[Collected data]
= = =

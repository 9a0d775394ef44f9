//! Signature passes backed by the zip signer jar.

use crate::bundler::error::{Error, Result};
use std::{
    future::Future,
    path::{Path, PathBuf},
    process::Output,
};
use tokio::process::Command;

/// Produces a signed copy of an archive.
pub trait ArchiveSigner {
    /// Signs `input` into `output`.
    fn sign(&self, input: &Path, output: &Path) -> impl Future<Output = Result<()>> + Send;

    /// Signs an adjusted archive into `output`, updating the existing signature.
    fn resign(&self, input: &Path, output: &Path) -> impl Future<Output = Result<()>> + Send;
}

/// Runs `java -jar <signer> [-m] <public> <private> <in> <out>`.
#[derive(Debug, Clone)]
pub struct ZipSignerJar {
    java: PathBuf,
    jar: PathBuf,
    public_key: PathBuf,
    private_key: PathBuf,
}

impl ZipSignerJar {
    /// Creates a signer from a resolved Java executable and key material.
    pub fn new(
        java: impl Into<PathBuf>,
        jar: impl Into<PathBuf>,
        public_key: impl Into<PathBuf>,
        private_key: impl Into<PathBuf>,
    ) -> Self {
        Self {
            java: java.into(),
            jar: jar.into(),
            public_key: public_key.into(),
            private_key: private_key.into(),
        }
    }

    fn command(&self, update: bool, input: &Path, output: &Path) -> Command {
        let mut cmd = Command::new(&self.java);
        cmd.arg("-jar").arg(&self.jar);
        if update {
            cmd.arg("-m");
        }
        cmd.arg(&self.public_key)
            .arg(&self.private_key)
            .arg(input)
            .arg(output)
            .kill_on_drop(true);
        cmd
    }

    async fn run(&self, update: bool, input: &Path, output: &Path) -> Result<()> {
        let mut cmd = self.command(update, input, output);
        log::debug!("Running {:?}", cmd.as_std());

        let result = cmd.output().await.map_err(|error| Error::CommandFailed {
            command: format!("{} -jar {}", self.java.display(), self.jar.display()),
            error,
        })?;
        check_status(&result, "zip signer")
    }
}

impl ArchiveSigner for ZipSignerJar {
    async fn sign(&self, input: &Path, output: &Path) -> Result<()> {
        self.run(false, input, output).await
    }

    async fn resign(&self, input: &Path, output: &Path) -> Result<()> {
        self.run(true, input, output).await
    }
}

/// Turns a non-zero exit into an error carrying the tail of stderr.
pub(super) fn check_status(output: &Output, tool: &str) -> Result<()> {
    let stdout = String::from_utf8_lossy(&output.stdout);
    if !stdout.trim().is_empty() {
        log::debug!("{tool} stdout: {}", stdout.trim());
    }

    if output.status.success() {
        return Ok(());
    }

    let stderr = String::from_utf8_lossy(&output.stderr);
    let tail: Vec<_> = stderr.trim().lines().rev().take(5).collect();
    let tail: Vec<_> = tail.into_iter().rev().collect();

    crate::bail!(
        "{tool} exited with {}{}",
        output.status,
        if tail.is_empty() {
            String::new()
        } else {
            format!(": {}", tail.join("\n"))
        }
    )
}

= = =

> **WHAT YOU ARE ASKED TO DO**: Please determine how many lines in the entries contain the word "PathBuf" and reply with that figure alone.

> **RESULT**: 9